Le partage. Pierre Laurent parle indifféremment de partage et de mise en commun. Est-ce que c'est
la même chose? Le texte en discussion privilégie la notion de « partage ». Est-ce vraiment la finalité
d'une société communiste où chacun aurait sa « part » à faire prospérer dans son coin? Est-ce
vraiment rompre avec une société où l'avoir l'emporte sur l'être ? Le communisme, comme son nom
l'indique, c'est la mise en commun. Les communistes restent frileux sur cette question même si le
texte parle de « reconquérir la gestion de (et non pas des, notons-le) biens communs » et d'un
« grand mouvement d'appropriation sociale ».

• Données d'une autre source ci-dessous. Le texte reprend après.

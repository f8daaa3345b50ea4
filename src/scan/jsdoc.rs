//! Documentation comments attached to declarations.
//!
//! `/** ... */` blocks are parsed into a [`DocBlock`]. Parsing is
//! tag-driven: unknown tags are skipped, and a malformed tag only degrades
//! its own field. Each degradation is reported back as an issue string so
//! the engine can surface it as a `malformed_doc` warning.

use super::{DocBlock, ParamDoc, ReturnsDoc};

/// Longest description kept on a record, in characters.
pub const MAX_DESCRIPTION_CHARS: usize = 200;

/// Comment found directly above a declaration.
#[derive(Debug, Clone, PartialEq, Eq)]
pub enum DocComment<'a> {
    /// A `/** ... */` block, delimiters included.
    Block(&'a str),
    /// Consecutive `//` lines, markers stripped and joined with spaces.
    Line(String),
}

impl<'a> DocComment<'a> {
    pub fn block(&self) -> Option<&'a str> {
        match self {
            DocComment::Block(raw) => Some(raw),
            DocComment::Line(_) => None,
        }
    }
}

/// Locate the comment attached to the declaration starting at `decl_start`.
///
/// Only whitespace may separate the comment from the declaration. A plain
/// `/* */` block does not count as documentation.
pub fn find_doc_comment<'a>(text: &'a str, masked: &str, decl_start: usize) -> Option<DocComment<'a>> {
    let decl_start = decl_start.min(text.len());
    // comments are blank in the masked view, so this finds the end of code
    let code_end = masked[..decl_start].trim_end().len();
    let gap = &text[code_end..decl_start];
    let trimmed = gap.trim_end();

    if let Some(before_close) = trimmed.strip_suffix("*/") {
        let open = before_close.rfind("/*")?;
        let raw = &trimmed[open..];
        return if raw.starts_with("/**") && !raw.starts_with("/**/") {
            Some(DocComment::Block(raw))
        } else {
            None
        };
    }

    // the declaration must start its own line for a line comment to attach
    if !gap[trimmed.len()..].contains('\n') {
        return None;
    }
    // a comment sharing a line with earlier code belongs to that code
    let own_lines = match (code_end, trimmed.find('\n')) {
        (0, _) => trimmed,
        (_, Some(newline)) => &trimmed[newline + 1..],
        (_, None) => "",
    };
    let mut lines: Vec<&str> = Vec::new();
    for line in own_lines.lines().rev() {
        match line.trim().strip_prefix("//") {
            Some(content) => lines.push(content.trim_start_matches('/').trim()),
            None => break,
        }
    }
    lines.reverse();
    let joined = lines
        .into_iter()
        .filter(|l| !l.is_empty())
        .collect::<Vec<_>>()
        .join(" ");
    (!joined.is_empty()).then_some(DocComment::Line(joined))
}

/// Parse a raw comment block. `None` in, `None` out.
pub fn parse_doc(raw: Option<&str>) -> Option<DocBlock> {
    parse_doc_with_issues(raw).map(|(doc, _)| doc)
}

/// Parse a raw comment block and report every degraded tag.
pub fn parse_doc_with_issues(raw: Option<&str>) -> Option<(DocBlock, Vec<String>)> {
    let raw = raw?;
    let mut doc = DocBlock::default();
    let mut issues = Vec::new();

    let sections = split_sections(&clean_lines(raw));
    for section in &sections {
        match section.tag.as_deref() {
            None => doc.description = join_words(&section.lines),
            Some("param") | Some("arg") | Some("argument") => {
                match parse_param(&join_words(&section.lines)) {
                    Ok((param, issue)) => {
                        issues.extend(issue);
                        doc.params.push(param);
                    }
                    Err(issue) => issues.push(issue),
                }
            }
            Some("returns") | Some("return") => {
                if doc.returns.is_some() {
                    continue;
                }
                let (type_name, rest, issue) = take_type(&join_words(&section.lines));
                issues.extend(issue);
                doc.returns = Some(ReturnsDoc {
                    type_name,
                    description: non_empty(rest.trim_start_matches('-').trim()),
                });
            }
            Some("example") => {
                let example = section.lines.join("\n");
                let example = example.trim_matches('\n').trim_end();
                if !example.is_empty() {
                    doc.examples.push(example.to_string());
                }
            }
            Some("deprecated") => doc.deprecated = true,
            Some("author") => doc.author = non_empty(&join_words(&section.lines)),
            Some("version") => doc.version = non_empty(&join_words(&section.lines)),
            Some(_) => {}
        }
    }

    Some((doc, issues))
}

/// First sentence of a description, capped at [`MAX_DESCRIPTION_CHARS`].
pub fn first_sentence(text: &str) -> Option<String> {
    let text = text.trim();
    let mut end = text.len();
    let mut chars = text.char_indices().peekable();
    while let Some((i, c)) = chars.next() {
        if matches!(c, '.' | '!' | '?') {
            match chars.peek() {
                None => break,
                Some((_, next)) if next.is_whitespace() => {
                    end = i + c.len_utf8();
                    break;
                }
                _ => {}
            }
        }
    }
    let sentence: String = text[..end].chars().take(MAX_DESCRIPTION_CHARS).collect();
    non_empty(sentence.trim())
}

struct Section {
    tag: Option<String>,
    lines: Vec<String>,
}

/// Comment body lines without delimiters and leading `*` gutters.
fn clean_lines(raw: &str) -> Vec<String> {
    let body = raw.trim();
    let body = body.strip_prefix("/**").unwrap_or(body);
    let body = body.strip_suffix("*/").unwrap_or(body);

    body.lines()
        .map(|line| {
            let line = line.trim_start();
            let line = line.strip_prefix('*').unwrap_or(line);
            line.strip_prefix(' ').unwrap_or(line).trim_end().to_string()
        })
        .collect()
}

fn split_sections(lines: &[String]) -> Vec<Section> {
    let mut sections = vec![Section {
        tag: None,
        lines: Vec::new(),
    }];

    for line in lines {
        let in_example = sections.last().and_then(|s| s.tag.as_deref()) == Some("example");
        let starts = tag_starts(line);
        let line_start_tag = starts.first() == Some(&(line.len() - line.trim_start().len()));

        if starts.is_empty() || (in_example && !line_start_tag) {
            if let Some(current) = sections.last_mut() {
                current.lines.push(line.clone());
            }
            continue;
        }

        let head = line[..starts[0]].trim_end();
        if !head.is_empty() {
            if let Some(current) = sections.last_mut() {
                current.lines.push(head.to_string());
            }
        }
        for (i, &start) in starts.iter().enumerate() {
            let end = starts.get(i + 1).copied().unwrap_or(line.len());
            let chunk = &line[start + 1..end];
            let name_len = chunk
                .find(|c: char| !c.is_ascii_alphanumeric())
                .unwrap_or(chunk.len());
            let body = chunk[name_len..].trim();
            sections.push(Section {
                tag: Some(chunk[..name_len].to_ascii_lowercase()),
                lines: if body.is_empty() {
                    Vec::new()
                } else {
                    vec![body.to_string()]
                },
            });
        }
    }

    sections
}

/// Byte offsets of `@tag` markers outside `{...}` type expressions.
fn tag_starts(line: &str) -> Vec<usize> {
    let bytes = line.as_bytes();
    let mut depth = 0usize;
    let mut starts = Vec::new();
    for (i, &b) in bytes.iter().enumerate() {
        match b {
            b'{' => depth += 1,
            b'}' => depth = depth.saturating_sub(1),
            b'@' if depth == 0
                && (i == 0 || bytes[i - 1].is_ascii_whitespace())
                && bytes.get(i + 1).is_some_and(|c| c.is_ascii_alphabetic()) =>
            {
                starts.push(i)
            }
            _ => {}
        }
    }
    starts
}

/// Split an optional leading `{Type}` off a tag body.
fn take_type(body: &str) -> (Option<String>, String, Option<String>) {
    let body = body.trim();
    if !body.starts_with('{') {
        return (None, body.to_string(), None);
    }

    let mut depth = 0usize;
    for (i, c) in body.char_indices() {
        match c {
            '{' => depth += 1,
            '}' => {
                depth -= 1;
                if depth == 0 {
                    let type_name = non_empty(body[1..i].trim());
                    return (type_name, body[i + 1..].trim().to_string(), None);
                }
            }
            _ => {}
        }
    }

    // unclosed: drop the first token and keep going
    let rest = body
        .split_once(char::is_whitespace)
        .map(|(_, rest)| rest.trim())
        .unwrap_or("");
    (
        None,
        rest.to_string(),
        Some(format!("unclosed type expression in `{body}`")),
    )
}

fn parse_param(body: &str) -> Result<(ParamDoc, Option<String>), String> {
    let (type_name, rest, issue) = take_type(body);

    let (name, rest) = if let Some(optional) = rest.strip_prefix('[') {
        match optional.find(']') {
            Some(close) => {
                let inner = &optional[..close];
                let name = inner.split('=').next().unwrap_or("").trim();
                (name.to_string(), optional[close + 1..].to_string())
            }
            None => {
                let (name, tail) = optional
                    .split_once(char::is_whitespace)
                    .unwrap_or((optional, ""));
                (
                    name.split('=').next().unwrap_or("").to_string(),
                    tail.to_string(),
                )
            }
        }
    } else {
        let (name, tail) = rest.split_once(char::is_whitespace).unwrap_or((&rest, ""));
        (name.to_string(), tail.to_string())
    };

    if name.is_empty() || name.starts_with('-') {
        return Err(format!("@param without a name: `{}`", body.trim()));
    }

    let description = rest.trim();
    let description = description.strip_prefix('-').unwrap_or(description).trim();

    Ok((
        ParamDoc {
            name,
            type_name,
            description: non_empty(description),
        },
        issue,
    ))
}

fn join_words(lines: &[String]) -> String {
    lines
        .iter()
        .map(|l| l.trim())
        .filter(|l| !l.is_empty())
        .collect::<Vec<_>>()
        .join(" ")
}

fn non_empty(s: &str) -> Option<String> {
    (!s.is_empty()).then(|| s.to_string())
}

#[cfg(test)]
mod tests {
    use super::*;
    use crate::scan::source::mask;
    use pretty_assertions::assert_eq;

    #[test]
    fn test_absent_comment_is_none() {
        assert_eq!(parse_doc(None), None);
    }

    #[test]
    fn test_empty_block_is_documented_but_empty() {
        let doc = parse_doc(Some("/** */")).unwrap();
        assert_eq!(doc, DocBlock::default());
    }

    #[test]
    fn test_one_line_block_with_inline_param() {
        let doc = parse_doc(Some("/** Renders a user card. @param {Object} user - the user */")).unwrap();
        assert_eq!(doc.description, "Renders a user card.");
        assert_eq!(
            doc.params,
            vec![ParamDoc {
                name: "user".to_string(),
                type_name: Some("Object".to_string()),
                description: Some("the user".to_string()),
            }]
        );
    }

    #[test]
    fn test_full_block() {
        let raw = r#"/**
 * A button component.
 * Supports icons.
 *
 * @param {string} label - Text shown on the button
 * @param {{ x: number }} [offset={ x: 0 }] Optional offset
 * @arg onClick
 * @returns {JSX.Element} The rendered button
 * @example
 *   <Button label="Save" />
 *   <Button label="Cancel" />
 * @deprecated use IconButton
 * @author Jane Doe <jane@example.com>
 * @version 2.1.0
 * @see Other
 */"#;
        let doc = parse_doc(Some(raw)).unwrap();
        assert_eq!(doc.description, "A button component. Supports icons.");
        assert_eq!(doc.params.len(), 3);
        assert_eq!(doc.params[0].type_name.as_deref(), Some("string"));
        assert_eq!(
            doc.params[0].description.as_deref(),
            Some("Text shown on the button")
        );
        assert_eq!(doc.params[1].name, "offset");
        assert_eq!(doc.params[1].type_name.as_deref(), Some("{ x: number }"));
        assert_eq!(doc.params[2].name, "onClick");
        assert_eq!(doc.params[2].type_name, None);
        assert_eq!(doc.params[2].description, None);
        let returns = doc.returns.unwrap();
        assert_eq!(returns.type_name.as_deref(), Some("JSX.Element"));
        assert_eq!(returns.description.as_deref(), Some("The rendered button"));
        assert_eq!(
            doc.examples,
            vec!["  <Button label=\"Save\" />\n  <Button label=\"Cancel\" />"]
        );
        assert!(doc.deprecated);
        assert_eq!(doc.author.as_deref(), Some("Jane Doe <jane@example.com>"));
        assert_eq!(doc.version.as_deref(), Some("2.1.0"));
    }

    #[test]
    fn test_malformed_tags_degrade() {
        let raw = "/**\n * Card.\n * @param {Object user - the user\n * @param\n * @returns {Node\n */";
        let (doc, issues) = parse_doc_with_issues(Some(raw)).unwrap();
        assert_eq!(doc.description, "Card.");
        assert_eq!(doc.params.len(), 1);
        assert_eq!(doc.params[0].name, "user");
        assert_eq!(doc.params[0].type_name, None);
        assert_eq!(doc.returns.as_ref().unwrap().type_name, None);
        assert_eq!(issues.len(), 3);
    }

    #[test]
    fn test_first_sentence() {
        assert_eq!(
            first_sentence("Renders a user card. Clicking selects it."),
            Some("Renders a user card.".to_string())
        );
        assert_eq!(
            first_sentence("Version 1.2 of the card"),
            Some("Version 1.2 of the card".to_string())
        );
        assert_eq!(first_sentence("   "), None);
        let long = "x".repeat(300);
        assert_eq!(first_sentence(&long).unwrap().len(), MAX_DESCRIPTION_CHARS);
    }

    fn find(src: &str, decl: &str) -> Option<DocComment<'static>> {
        let src: &'static str = Box::leak(src.to_string().into_boxed_str());
        let masked = mask(src);
        let start = src.find(decl).unwrap();
        find_doc_comment(src, &masked, start)
    }

    #[test]
    fn test_find_block_directly_above() {
        let src = "import x from 'x';\n\n/** Card. */\nexport const Card = () => <div />;";
        assert_eq!(
            find(src, "export const"),
            Some(DocComment::Block("/** Card. */"))
        );
    }

    #[test]
    fn test_plain_block_and_code_between_do_not_attach() {
        assert_eq!(find("/* license */\nfunction A() {}", "function"), None);
        assert_eq!(find("/** Doc. */\nconst x = 1;\nfunction A() {}", "function"), None);
    }

    #[test]
    fn test_line_comment_fallback() {
        let src = "const x = 1;\n// Shows the header.\n// Sticky on scroll.\nfunction Header() {}";
        assert_eq!(
            find(src, "function"),
            Some(DocComment::Line("Shows the header. Sticky on scroll.".to_string()))
        );
        assert_eq!(find("const y = 2; // trailing\nfunction A() {}", "function"), None);
    }
}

           Il faut aller plus loin et être plus précis. La question de la sortie du marché devrait être posée et
la forme des échanges repensée. L'apport social de chacun sous forme de travail peut être dissocié
de ses moyens et modes de consommation ce qui devrait conduire à préconiser dès maintenant
diverses formes d'un principe de gratuité des grands services de consommation collective et pas
seulement ceux qui sont « essentiels » comme dit le texte : énergie, transports, logement, eau, santé,
culture, éducation, etc. avec la perspective de l'abolition du salariat. Immédiatement, on peut créer
des espaces de gratuité et élargir ceux qui existent déjà de manière à faire reculer l'empire de la
marchandise dans les mentalités. Les services publics, la sécurité sociale, la retraite par répartition
constituent la preuve que l'on peut échapper à la sphère marchande et c'est bien pour cela qu'ils sont
la cible favorité des libéraux.

           Les propositions communistes doivent être authentiquement communistes et assumer leur part
d'utopies rationnelles. S'il est question de « rallumer des étoiles », ce sont bien celles-là !

 

La domination. Le texte de base commune mentionne plusieurs fois la notion de domination mais
de manière trop générale hormis le « patriarcat » qui bénéficie de tout un texte. La dimension
symbolique, la plus perverse, de la domination est quasiment ignorée. La sociologie de la
domination, celle de Pierre Bourdieu en particulier, nous donne tous les outils pour la comprendre et
la combattre. Pour ne considérer qu'un aspect, il faut rappeler que nous ne sommes pas des
individus abstraits, mais des agents sociaux qui se construisent dans des conditions déterminées et
dès le départ inégales dans une société de classes. La singularité de chacun se constitue par des
choix contraints dans un champ de possibles d'autant plus restreint que les dominations sont plus
fortes et qu'ainsi le comble de la domination est de ne nous faire désirer que ce que nous pouvons
socialement désirer.. « Lutter contre toutes les dominations » comme le proclame la base commune
est bien, encore faut-il en comprendre les mécanismes, en particulier que la socialisation dans une
société de classes tend à susciter l'adhésion des dominés à leur propre domination, ce qui devrait
avoir des conséquences sur les modalités de l'action d'un parti révolutionnaire.

 

La République. Je suis très réservé sur la célébration quasi inconditionnelle par Pierre Laurent
d'une République qui serait aujourd'hui « abîmée, défigurée, salie ». Mais où est donc la République
idéale qui aurait été ainsi dévoyée ? Qu'est-ce donc que cette République qui transcenderait par on
ne sait quel miracle les antagonismes de classes ? En réalité, la République n'a jamais été égalitaire
et a distingué dès ses débuts entre citoyens actifs et citoyens passifs ! La République a toujours été
un instrument de la bourgeoisie pour réprimer la Révolution sociale et la classe ouvrière, comme en
juin 1848 ! Faut-il rappeler que les valeurs républicaines ont servi de caution aux horreurs de la
colonisation ? Comment alors « refonder » une République mythique qui n'a jamais existé?
Comment ne pas voir que le triptyque liberté-égalité-fraternité ne peut être qu'une imposture dans
une société de classes. Si l'on veut absolument parler de République, il faudra alors l'inventer à
partir d'une Révolution sociale préalable jetant les bases de la volonté générale qui seule peut
donner sens à la devise liberté-égalité-fraternité. Les révolutionnaires, il faut le souligner, se sont
moins battus pour la République que pour la République sociale car ainsi que l'affirmait Jaurès : « la
République sera sociale où ne sera pas ». On disait même simplement : la Sociale ! La lutte
révolutionnaire n'a rien à gagner à s'encombrer d'une « tradition républicaine » dans la réalité pour
le moins douteuse.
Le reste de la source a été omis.